╔══

impl Coordinator {
    /// Create an idle coordinator.
    #[must_use]
    pub fn new(config: MentorConfig) -> Self {
        let (event_tx, _) = broadcast::channel(EVENT_CHANNEL_SIZE);
        Self {
            config,
            transcript: Arc::new(Mutex::new(TranscriptLog::new())),
            listening: Arc::new(AtomicBool::new(false)),
            speaking: Arc::new(AtomicBool::new(false)),
            event_tx,
            active: None,
        }
    }

    /// Shared transcript log, also written to by the conversation loop.
    #[must_use]
    pub fn transcript(&self) -> Arc<Mutex<TranscriptLog>> {
        Arc::clone(&self.transcript)
    }

    /// Subscribe to change notifications.
    #[must_use]
    pub fn subscribe(&self) -> broadcast::Receiver<ConversationEvent> {
        self.event_tx.subscribe()
    }

    /// Whether a conversation is currently active.
    #[must_use]
    pub fn is_listening(&self) -> bool {
        self.listening.load(Ordering::SeqCst)
    }

    /// Whether mentor audio is currently playing.
    #[must_use]
    pub fn is_speaking(&self) -> bool {
        self.speaking.load(Ordering::SeqCst)
    }

    /// Start a live conversation for the given student.
    ///
    /// No-op if a conversation is already active. Microphone and device
    /// failures are absorbed: a mentor-authored error line is appended to
    /// the transcript and the coordinator stays idle.
    ///
    /// # Errors
    ///
    /// Returns an error only when the API key cannot be resolved; device
    /// and connection problems surface through the transcript instead.
    pub fn start(&mut self, profile: &StudentProfile) -> Result<()> {
        if self.listening.load(Ordering::SeqCst) {
            debug!("start ignored: conversation already active");
            return Ok(());
        }
        // A conversation that ended on its own leaves its handles behind;
        // reap them so the old token cannot outlive this restart.
        self.stop();

        let api_key = self.config.api_key.resolve()?;

        let capture = match CpalCapture::new(&self.config.audio) {
            Ok(c) => c,
            Err(e) => {
                warn!("microphone unavailable: {e}");
                self.push_mentor_line(MIC_ERROR_LINE);
                return Ok(());
            }
        };

        let (playback_tx, playback_rx) = mpsc::unbounded_channel::<PlaybackEvent>();
        let sink = match PlaybackSink::spawn(&self.config.audio, playback_tx) {
            Ok(s) => s,
            Err(e) => {
                warn!("speaker unavailable: {e}");
                self.push_mentor_line(SESSION_ERROR_LINE);
                return Ok(());
            }
        };

        let (session, session_rx) = match LiveSession::connect(
            &self.config.session,
            &api_key,
            &profile.system_instruction(),
        ) {
            Ok(pair) => pair,
            Err(e) => {
                warn!("live session connect failed: {e}");
                self.push_mentor_line(SESSION_ERROR_LINE);
                return Ok(());
            }
        };

        let cancel = CancellationToken::new();
        let (frame_tx, frame_rx) = mpsc::channel::<CaptureFrame>(CAPTURE_CHANNEL_SIZE);

        // Fresh flags per conversation: a previous loop still tearing down
        // only ever clears its own clones.
        self.listening = Arc::new(AtomicBool::new(true));
        self.speaking = Arc::new(AtomicBool::new(false));

        let capture_handle = {
            let cancel = cancel.clone();
            tokio::spawn(async move {
                if let Err(e) = capture.run(frame_tx, cancel).await {
                    error!("capture stage error: {e}");
                }
            })
        };

        let loop_handle = {
            let ctx = LoopContext {
                transcript: Arc::clone(&self.transcript),
                listening: Arc::clone(&self.listening),
                speaking: Arc::clone(&self.speaking),
                event_tx: self.event_tx.clone(),
                output_sample_rate: self.config.audio.output_sample_rate,
            };
            let cancel = cancel.clone();
            tokio::spawn(async move {
                run_conversation_loop(ctx, session, sink, frame_rx, session_rx, playback_rx, cancel)
                    .await;
            })
        };

        let _ = self.event_tx.send(ConversationEvent::ListeningChanged(true));
        info!("conversation started for {}", profile.name);

        self.active = Some(ActiveConversation {
            cancel,
            capture_handle,
            loop_handle,
        });
        Ok(())
    }

    /// Stop the active conversation. No-op while idle; safe to call twice.
    pub fn stop(&mut self) {
        let Some(active) = self.active.take() else {
            debug!("stop ignored: no active conversation");
            return;
        };
        active.cancel.cancel();
        // Cleared here as well as in the loop teardown, so an immediate
        // restart does not see a stale true and bail out. The swap guard
        // keeps the down notification single-shot across both sites.
        if self.listening.swap(false, Ordering::SeqCst) {
            let _ = self.event_tx.send(ConversationEvent::ListeningChanged(false));
        }
        // The loop task performs the actual teardown; the handles are left
        // to finish on their own.
        drop(active.capture_handle);
        drop(active.loop_handle);
        info!("conversation stop requested");
    }

    /// Reset the transcript and end any active conversation.
    pub fn reset(&mut self) {
        self.stop();
        self.with_log(TranscriptLog::reset);
        let _ = self.event_tx.send(ConversationEvent::TranscriptChanged);
    }

    /// Append a finalized mentor message outside the live session.
    pub fn push_mentor_line(&self, text: &str) -> String {
        let id = self.with_log(|log| log.push_final(TranscriptSender::Mentor, text));
        let _ = self.event_tx.send(ConversationEvent::TranscriptChanged);
        id
    }

    /// Snapshot of the message log for the presentation layer.
    #[must_use]
    pub fn snapshot(&self) -> Vec<crate::transcript::Message> {
        self.with_log(|log| log.snapshot())
    }

    /// Id of the most recent mentor message, if any.
    #[must_use]
    pub fn last_mentor_id(&self) -> Option<String> {
        self.with_log(|log| log.last_mentor_id().map(str::to_owned))
    }

    /// Text of the most recent finalized user message, if any.
    #[must_use]
    pub fn last_final_user_text(&self) -> Option<String> {
        self.with_log(|log| log.last_final_user_text().map(str::to_owned))
    }

    /// Mark a mentor message as having an illustration request in flight.
    pub fn begin_image(&self, id: &str) {
        self.with_log(|log| log.begin_image(id));
        let _ = self.event_tx.send(ConversationEvent::TranscriptChanged);
    }

    /// Attach a generated illustration to a mentor message.
    pub fn attach_image(&self, id: &str, url: String) {
        self.with_log(|log| log.attach_image(id, url));
        let _ = self.event_tx.send(ConversationEvent::TranscriptChanged);
    }

    /// Revert a failed illustration request. Absorbed silently: no chat
    /// message, only the progress flag is cleared.
    pub fn abort_image(&self, id: &str) {
        self.with_log(|log| log.abort_image(id));
        let _ = self.event_tx.send(ConversationEvent::TranscriptChanged);
    }

    fn with_log<R>(&self, f: impl FnOnce(&mut TranscriptLog) -> R) -> R {
        let mut log = match self.transcript.lock() {
            Ok(log) => log,
            Err(p) => p.into_inner(),
        };
        f(&mut log)
    }
}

╚══

• _Exercise directions_: Where does the word "broadcast" appear in the listing? List each line that holds it.

• _Solution for this task_:
        let (event_tx, _) = broadcast::channel(EVENT_CHANNEL_SIZE);
    pub fn subscribe(&self) -> broadcast::Receiver<ConversationEvent> {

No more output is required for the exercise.